[Directions] Would you reproduce, without any alteration, the lines from the opening line of the entries through the line that has "a signing keypair." in it?

[Source data]
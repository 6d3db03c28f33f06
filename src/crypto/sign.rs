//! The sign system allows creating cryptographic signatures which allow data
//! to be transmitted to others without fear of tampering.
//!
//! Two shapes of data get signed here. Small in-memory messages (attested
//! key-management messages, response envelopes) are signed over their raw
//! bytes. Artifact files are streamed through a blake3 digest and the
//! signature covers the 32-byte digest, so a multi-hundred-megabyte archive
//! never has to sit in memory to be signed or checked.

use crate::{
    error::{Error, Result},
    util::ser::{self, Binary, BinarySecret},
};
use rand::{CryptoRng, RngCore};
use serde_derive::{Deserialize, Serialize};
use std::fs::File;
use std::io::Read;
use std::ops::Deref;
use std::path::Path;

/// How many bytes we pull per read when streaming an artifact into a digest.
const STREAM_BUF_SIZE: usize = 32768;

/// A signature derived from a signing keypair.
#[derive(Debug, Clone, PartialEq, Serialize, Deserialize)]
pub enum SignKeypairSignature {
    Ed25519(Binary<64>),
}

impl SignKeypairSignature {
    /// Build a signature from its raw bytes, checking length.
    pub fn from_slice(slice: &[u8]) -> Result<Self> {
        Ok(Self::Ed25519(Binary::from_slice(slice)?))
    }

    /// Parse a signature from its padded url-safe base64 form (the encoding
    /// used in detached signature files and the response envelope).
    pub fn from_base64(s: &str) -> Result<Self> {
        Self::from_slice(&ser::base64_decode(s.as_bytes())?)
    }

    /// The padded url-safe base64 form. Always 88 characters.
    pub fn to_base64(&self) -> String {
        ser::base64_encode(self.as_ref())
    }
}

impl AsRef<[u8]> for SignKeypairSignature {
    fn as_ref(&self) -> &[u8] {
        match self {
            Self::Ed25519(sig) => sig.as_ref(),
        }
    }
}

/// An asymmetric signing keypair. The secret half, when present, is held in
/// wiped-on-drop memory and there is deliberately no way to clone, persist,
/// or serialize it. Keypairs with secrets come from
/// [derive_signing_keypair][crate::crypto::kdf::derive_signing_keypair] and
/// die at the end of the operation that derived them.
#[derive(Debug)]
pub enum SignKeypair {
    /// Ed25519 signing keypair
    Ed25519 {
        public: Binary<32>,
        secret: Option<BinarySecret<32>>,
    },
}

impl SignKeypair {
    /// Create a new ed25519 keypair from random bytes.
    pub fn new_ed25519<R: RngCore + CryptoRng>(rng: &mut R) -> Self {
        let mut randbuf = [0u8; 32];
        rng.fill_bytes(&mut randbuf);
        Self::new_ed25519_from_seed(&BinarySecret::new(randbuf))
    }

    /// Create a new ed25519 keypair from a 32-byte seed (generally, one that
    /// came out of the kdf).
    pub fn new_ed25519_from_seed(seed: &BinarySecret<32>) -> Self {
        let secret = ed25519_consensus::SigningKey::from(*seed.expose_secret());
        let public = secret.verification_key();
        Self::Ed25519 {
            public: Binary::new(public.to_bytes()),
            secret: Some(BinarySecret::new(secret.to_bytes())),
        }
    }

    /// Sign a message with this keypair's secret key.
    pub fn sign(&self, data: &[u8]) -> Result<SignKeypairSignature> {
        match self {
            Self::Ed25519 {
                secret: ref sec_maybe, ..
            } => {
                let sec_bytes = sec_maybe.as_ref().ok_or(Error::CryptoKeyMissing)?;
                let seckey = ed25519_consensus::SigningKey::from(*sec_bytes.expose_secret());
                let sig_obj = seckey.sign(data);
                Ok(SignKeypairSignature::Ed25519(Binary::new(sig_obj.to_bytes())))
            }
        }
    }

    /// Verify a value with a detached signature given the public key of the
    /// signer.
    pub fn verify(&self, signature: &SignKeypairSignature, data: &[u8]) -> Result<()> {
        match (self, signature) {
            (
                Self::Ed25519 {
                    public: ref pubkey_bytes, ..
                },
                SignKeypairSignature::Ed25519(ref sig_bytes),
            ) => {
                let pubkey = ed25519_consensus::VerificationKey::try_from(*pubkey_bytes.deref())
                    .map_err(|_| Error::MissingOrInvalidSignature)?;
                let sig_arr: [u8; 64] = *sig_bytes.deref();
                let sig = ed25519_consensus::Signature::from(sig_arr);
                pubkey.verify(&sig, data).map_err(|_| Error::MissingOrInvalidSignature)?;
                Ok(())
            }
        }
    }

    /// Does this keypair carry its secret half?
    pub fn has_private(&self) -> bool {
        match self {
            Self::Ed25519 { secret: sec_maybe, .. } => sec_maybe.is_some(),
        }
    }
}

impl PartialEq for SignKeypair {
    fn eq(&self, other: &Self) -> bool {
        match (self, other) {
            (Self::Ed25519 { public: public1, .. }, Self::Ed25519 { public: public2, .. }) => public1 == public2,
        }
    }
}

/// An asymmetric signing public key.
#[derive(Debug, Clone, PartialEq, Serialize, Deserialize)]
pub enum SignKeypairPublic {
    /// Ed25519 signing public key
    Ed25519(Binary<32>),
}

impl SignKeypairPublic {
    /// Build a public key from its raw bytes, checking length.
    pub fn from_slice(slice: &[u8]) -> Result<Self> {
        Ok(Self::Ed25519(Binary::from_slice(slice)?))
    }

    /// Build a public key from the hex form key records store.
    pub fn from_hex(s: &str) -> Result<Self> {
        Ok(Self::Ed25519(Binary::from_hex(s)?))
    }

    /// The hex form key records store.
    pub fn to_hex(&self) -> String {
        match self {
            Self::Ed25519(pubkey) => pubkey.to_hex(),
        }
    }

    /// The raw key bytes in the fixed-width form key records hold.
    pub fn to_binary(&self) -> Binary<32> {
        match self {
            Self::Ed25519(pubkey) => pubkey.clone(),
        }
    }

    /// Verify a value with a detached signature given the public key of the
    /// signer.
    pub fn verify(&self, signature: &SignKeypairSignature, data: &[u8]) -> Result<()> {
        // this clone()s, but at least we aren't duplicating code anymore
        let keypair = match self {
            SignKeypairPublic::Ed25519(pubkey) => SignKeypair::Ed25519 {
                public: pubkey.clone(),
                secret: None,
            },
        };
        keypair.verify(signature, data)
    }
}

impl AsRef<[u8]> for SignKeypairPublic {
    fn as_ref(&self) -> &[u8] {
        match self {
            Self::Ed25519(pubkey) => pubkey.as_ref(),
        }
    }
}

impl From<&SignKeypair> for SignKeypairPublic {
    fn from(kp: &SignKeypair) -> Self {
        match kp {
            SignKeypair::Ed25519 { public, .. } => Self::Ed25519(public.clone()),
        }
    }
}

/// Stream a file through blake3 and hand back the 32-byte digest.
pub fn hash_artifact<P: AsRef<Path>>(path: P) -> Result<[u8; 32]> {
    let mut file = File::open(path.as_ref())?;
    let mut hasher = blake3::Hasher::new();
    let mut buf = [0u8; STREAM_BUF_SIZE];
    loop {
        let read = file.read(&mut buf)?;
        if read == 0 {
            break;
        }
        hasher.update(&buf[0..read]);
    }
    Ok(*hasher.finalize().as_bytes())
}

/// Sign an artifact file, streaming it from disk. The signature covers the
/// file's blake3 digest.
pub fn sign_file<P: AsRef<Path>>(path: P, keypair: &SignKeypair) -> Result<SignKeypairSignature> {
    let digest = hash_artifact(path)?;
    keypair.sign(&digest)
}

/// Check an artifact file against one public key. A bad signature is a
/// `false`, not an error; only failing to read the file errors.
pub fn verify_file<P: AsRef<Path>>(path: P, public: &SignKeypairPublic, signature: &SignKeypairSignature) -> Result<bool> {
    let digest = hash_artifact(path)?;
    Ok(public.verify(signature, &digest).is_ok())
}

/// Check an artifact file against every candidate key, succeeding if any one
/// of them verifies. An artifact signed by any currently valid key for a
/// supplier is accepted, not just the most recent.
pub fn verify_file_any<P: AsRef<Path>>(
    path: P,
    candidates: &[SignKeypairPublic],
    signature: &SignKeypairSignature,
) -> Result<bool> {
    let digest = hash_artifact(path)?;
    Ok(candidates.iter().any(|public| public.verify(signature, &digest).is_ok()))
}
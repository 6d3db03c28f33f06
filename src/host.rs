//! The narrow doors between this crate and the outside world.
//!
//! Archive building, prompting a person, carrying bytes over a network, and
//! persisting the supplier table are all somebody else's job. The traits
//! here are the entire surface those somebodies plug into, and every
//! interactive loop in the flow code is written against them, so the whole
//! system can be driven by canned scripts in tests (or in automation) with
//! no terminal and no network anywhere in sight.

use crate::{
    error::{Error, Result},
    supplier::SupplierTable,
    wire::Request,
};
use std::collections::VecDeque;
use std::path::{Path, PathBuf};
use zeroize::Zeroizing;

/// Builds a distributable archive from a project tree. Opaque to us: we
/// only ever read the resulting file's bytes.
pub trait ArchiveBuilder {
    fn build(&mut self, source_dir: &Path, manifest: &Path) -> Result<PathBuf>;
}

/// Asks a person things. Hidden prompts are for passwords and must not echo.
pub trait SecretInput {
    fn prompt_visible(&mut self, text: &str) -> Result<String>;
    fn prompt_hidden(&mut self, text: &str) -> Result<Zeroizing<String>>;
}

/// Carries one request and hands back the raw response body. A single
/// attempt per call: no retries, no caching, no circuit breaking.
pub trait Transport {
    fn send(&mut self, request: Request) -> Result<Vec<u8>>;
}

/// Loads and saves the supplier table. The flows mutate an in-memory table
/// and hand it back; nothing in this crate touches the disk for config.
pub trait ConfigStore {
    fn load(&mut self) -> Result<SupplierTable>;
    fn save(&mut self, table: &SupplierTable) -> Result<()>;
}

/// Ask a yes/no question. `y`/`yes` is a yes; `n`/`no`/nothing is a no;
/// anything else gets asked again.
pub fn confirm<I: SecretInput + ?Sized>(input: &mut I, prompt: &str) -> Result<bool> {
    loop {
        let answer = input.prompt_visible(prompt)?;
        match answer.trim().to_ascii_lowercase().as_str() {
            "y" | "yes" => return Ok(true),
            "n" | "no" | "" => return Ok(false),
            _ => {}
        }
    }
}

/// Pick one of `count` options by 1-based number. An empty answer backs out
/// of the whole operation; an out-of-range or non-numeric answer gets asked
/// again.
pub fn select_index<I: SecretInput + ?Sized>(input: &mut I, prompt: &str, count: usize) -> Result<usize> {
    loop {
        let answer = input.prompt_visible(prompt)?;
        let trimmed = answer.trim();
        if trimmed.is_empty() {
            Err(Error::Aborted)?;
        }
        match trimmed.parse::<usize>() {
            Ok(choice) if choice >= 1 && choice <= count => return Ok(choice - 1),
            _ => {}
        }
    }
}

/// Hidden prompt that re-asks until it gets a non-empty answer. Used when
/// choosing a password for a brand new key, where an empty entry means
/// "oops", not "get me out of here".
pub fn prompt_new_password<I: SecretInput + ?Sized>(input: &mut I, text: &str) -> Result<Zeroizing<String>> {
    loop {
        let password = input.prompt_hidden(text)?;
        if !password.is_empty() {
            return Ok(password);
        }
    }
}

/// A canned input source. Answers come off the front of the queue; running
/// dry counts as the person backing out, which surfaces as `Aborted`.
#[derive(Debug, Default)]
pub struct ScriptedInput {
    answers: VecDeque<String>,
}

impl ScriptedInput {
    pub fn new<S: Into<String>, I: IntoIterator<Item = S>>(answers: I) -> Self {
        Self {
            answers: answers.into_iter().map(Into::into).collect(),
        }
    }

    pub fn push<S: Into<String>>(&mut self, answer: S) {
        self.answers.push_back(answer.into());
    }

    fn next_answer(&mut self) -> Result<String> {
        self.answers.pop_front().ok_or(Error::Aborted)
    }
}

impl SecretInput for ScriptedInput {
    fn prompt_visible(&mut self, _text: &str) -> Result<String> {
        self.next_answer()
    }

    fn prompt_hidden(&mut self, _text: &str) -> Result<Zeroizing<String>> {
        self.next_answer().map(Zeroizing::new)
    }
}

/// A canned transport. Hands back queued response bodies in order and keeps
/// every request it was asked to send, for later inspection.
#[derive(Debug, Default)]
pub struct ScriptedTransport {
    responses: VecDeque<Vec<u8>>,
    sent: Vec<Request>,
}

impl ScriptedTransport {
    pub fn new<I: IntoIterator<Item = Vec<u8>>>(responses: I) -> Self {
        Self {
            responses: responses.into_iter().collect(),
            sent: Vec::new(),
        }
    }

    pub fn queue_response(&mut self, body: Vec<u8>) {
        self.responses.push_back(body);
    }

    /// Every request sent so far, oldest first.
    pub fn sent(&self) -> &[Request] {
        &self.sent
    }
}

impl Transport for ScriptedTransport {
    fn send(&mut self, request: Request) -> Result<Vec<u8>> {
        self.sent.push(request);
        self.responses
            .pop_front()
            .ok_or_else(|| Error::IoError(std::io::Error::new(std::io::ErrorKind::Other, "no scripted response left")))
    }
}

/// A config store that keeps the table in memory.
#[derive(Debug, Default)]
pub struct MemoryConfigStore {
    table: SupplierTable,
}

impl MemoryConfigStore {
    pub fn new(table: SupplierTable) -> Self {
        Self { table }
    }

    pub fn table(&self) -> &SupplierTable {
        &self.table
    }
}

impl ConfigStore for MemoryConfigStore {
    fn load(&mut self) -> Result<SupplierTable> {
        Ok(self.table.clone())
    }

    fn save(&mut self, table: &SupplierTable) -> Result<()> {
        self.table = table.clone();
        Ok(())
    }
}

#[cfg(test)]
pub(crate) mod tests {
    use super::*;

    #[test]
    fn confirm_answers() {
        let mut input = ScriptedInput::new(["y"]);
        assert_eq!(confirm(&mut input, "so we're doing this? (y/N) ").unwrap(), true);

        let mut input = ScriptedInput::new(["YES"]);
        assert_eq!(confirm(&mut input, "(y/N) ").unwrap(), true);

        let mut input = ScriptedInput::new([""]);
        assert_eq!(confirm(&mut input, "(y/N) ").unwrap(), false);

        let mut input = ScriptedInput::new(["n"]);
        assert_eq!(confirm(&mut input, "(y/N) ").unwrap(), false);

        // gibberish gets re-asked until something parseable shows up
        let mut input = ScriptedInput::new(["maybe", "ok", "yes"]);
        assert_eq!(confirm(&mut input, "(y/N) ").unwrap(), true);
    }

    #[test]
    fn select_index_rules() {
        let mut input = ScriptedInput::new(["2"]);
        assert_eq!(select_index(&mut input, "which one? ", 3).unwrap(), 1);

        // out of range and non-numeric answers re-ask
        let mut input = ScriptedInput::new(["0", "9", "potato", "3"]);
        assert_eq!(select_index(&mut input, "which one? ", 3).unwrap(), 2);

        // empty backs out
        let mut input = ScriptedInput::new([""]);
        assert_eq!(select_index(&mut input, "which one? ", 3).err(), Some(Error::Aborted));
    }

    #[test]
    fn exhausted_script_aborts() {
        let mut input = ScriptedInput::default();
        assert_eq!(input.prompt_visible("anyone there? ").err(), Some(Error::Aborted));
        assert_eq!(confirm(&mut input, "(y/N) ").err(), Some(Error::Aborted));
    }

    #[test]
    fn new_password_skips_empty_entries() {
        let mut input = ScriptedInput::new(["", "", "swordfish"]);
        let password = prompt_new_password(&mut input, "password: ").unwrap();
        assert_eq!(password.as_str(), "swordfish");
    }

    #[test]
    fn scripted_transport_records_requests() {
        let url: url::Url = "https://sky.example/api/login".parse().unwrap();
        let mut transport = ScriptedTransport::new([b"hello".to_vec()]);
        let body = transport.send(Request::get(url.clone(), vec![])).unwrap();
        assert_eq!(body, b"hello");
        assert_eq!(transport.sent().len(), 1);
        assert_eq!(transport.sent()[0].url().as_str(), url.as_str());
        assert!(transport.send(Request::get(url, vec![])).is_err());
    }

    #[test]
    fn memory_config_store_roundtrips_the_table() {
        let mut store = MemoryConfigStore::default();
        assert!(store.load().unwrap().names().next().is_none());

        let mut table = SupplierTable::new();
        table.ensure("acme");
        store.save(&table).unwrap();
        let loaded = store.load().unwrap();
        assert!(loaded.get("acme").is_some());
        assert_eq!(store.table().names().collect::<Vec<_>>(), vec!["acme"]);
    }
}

[Response to this task]
repository 6d3db03c28f33f06
filename src/crypto/sign.rs
//! The sign system allows creating cryptographic signatures which allow data
//! to be transmitted to others without fear of tampering.
//!
//! Two shapes of data get signed here. Small in-memory messages (attested
//! key-management messages, response envelopes) are signed over their raw
//! bytes. Artifact files are streamed through a blake3 digest and the
//! signature covers the 32-byte digest, so a multi-hundred-megabyte archive
//! never has to sit in memory to be signed or checked.

use crate::{
    error::{Error, Result},
    util::ser::{self, Binary, BinarySecret},
};
use rand::{CryptoRng, RngCore};
use serde_derive::{Deserialize, Serialize};
use std::fs::File;
use std::io::Read;
use std::ops::Deref;
use std::path::Path;

/// How many bytes we pull per read when streaming an artifact into a digest.
const STREAM_BUF_SIZE: usize = 32768;

/// A signature derived from a signing keypair.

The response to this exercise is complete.